New York’s iconic Chrysler Building to be sold for just $150 million

Chrysler Building
View of the Chrysler Building taken from the Empire State Building.

New York’s iconic Chrysler Building will be sold for around $150 million, a fraction of what it had previously been purchased for, according to a recent report published by The Wall Street Journal.

People familiar with the matter told Reuters that Signa Holding GmbH, Austria’s largest privately owned real estate company, will buy the Chrysler Building in partnership with property firm RFR Holding LLC.

Signa and RFR reportedly signed an agreement to acquire the building from its current owners, Abu Dhabi Investment Council, on Friday. The building sold fairly quickly considering it was only publicly put on the market two months ago.

In 2008, just before the market crash, the investment arm of Abu Dhabi spent $800 million for a 90% stake in the skyscraper – Tishman Speyer retained a 10% stake after having bought the building outright for $210-250 million in 1997.

512px-Chrysler_building-_top
The Chrysler Building, at 1,046 feet (318.9 m), was the world’s tallest building for 11 months before the Empire State Building was completed in 1931. It is currently the eighth tallest building in New York and the world’s tallest brick building with a steel framework.

The annual rent that the Chrysler Building has to pay the Cooper Union art school is believed to be one of the reasons for such a steep decline in the value of the building.

The skyscraper is under a ground lease.

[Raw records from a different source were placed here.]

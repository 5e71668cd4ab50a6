use std::fmt;
use std::ops::{BitAnd, BitOr, Not};

use serde::Serialize;

/// SQL truth value.
#[derive(Debug, Clone, Copy, PartialEq, Eq, Hash, Serialize)]
#[serde(rename_all = "snake_case")]
pub enum Trilean {
    /// `TRUE`
    True,
    /// `FALSE`
    False,
    /// `UNKNOWN` (the truth value of NULL)
    Unknown,
}

impl Trilean {
    /// Only `True` passes a filter.
    pub fn is_true(self) -> bool {
        self == Trilean::True
    }

    /// Kleene AND over an iterator; `True` when empty.
    pub fn all(values: impl IntoIterator<Item = Trilean>) -> Trilean {
        values.into_iter().fold(Trilean::True, |acc, v| acc & v)
    }

    /// Kleene OR over an iterator; `False` when empty.
    pub fn any(values: impl IntoIterator<Item = Trilean>) -> Trilean {
        values.into_iter().fold(Trilean::False, |acc, v| acc | v)
    }
}

impl From<bool> for Trilean {
    fn from(value: bool) -> Self {
        if value {
            Trilean::True
        } else {
            Trilean::False
        }
    }
}

impl Not for Trilean {
    type Output = Trilean;

    fn not(self) -> Trilean {
        match self {
            Trilean::True => Trilean::False,
            Trilean::False => Trilean::True,
            Trilean::Unknown => Trilean::Unknown,
        }
    }
}

impl BitAnd for Trilean {
    type Output = Trilean;

    fn bitand(self, rhs: Trilean) -> Trilean {
        match (self, rhs) {
            (Trilean::False, _) | (_, Trilean::False) => Trilean::False,
            (Trilean::True, Trilean::True) => Trilean::True,
            _ => Trilean::Unknown,
        }
    }
}

impl BitOr for Trilean {
    type Output = Trilean;

    fn bitor(self, rhs: Trilean) -> Trilean {
        match (self, rhs) {
            (Trilean::True, _) | (_, Trilean::True) => Trilean::True,
            (Trilean::False, Trilean::False) => Trilean::False,
            _ => Trilean::Unknown,
        }
    }
}

impl fmt::Display for Trilean {
    fn fmt(&self, f: &mut fmt::Formatter<'_>) -> fmt::Result {
        match self {
            Trilean::True => f.write_str("TRUE"),
            Trilean::False => f.write_str("FALSE"),
            Trilean::Unknown => f.write_str("UNKNOWN"),
        }
    }
}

This means that the building’s owners don’t own the ground beneath it and must pay annual rent to the owners of the land, the Cooper Union art school. The annual rent recently increased from $7.75 million to $32.5 million. According to financial statements from Cooper Union, the lease is set to increase to $41 million in 2028.

Adelaide Polsinelli, a broker at New York City-based Compass, told Bloomberg that the ground lease “is a glaringly obvious negative”.

“The other negatives are that the space is not new and it is landmarked, therefore it’s twice as hard to get anything done,” said Polsinelli.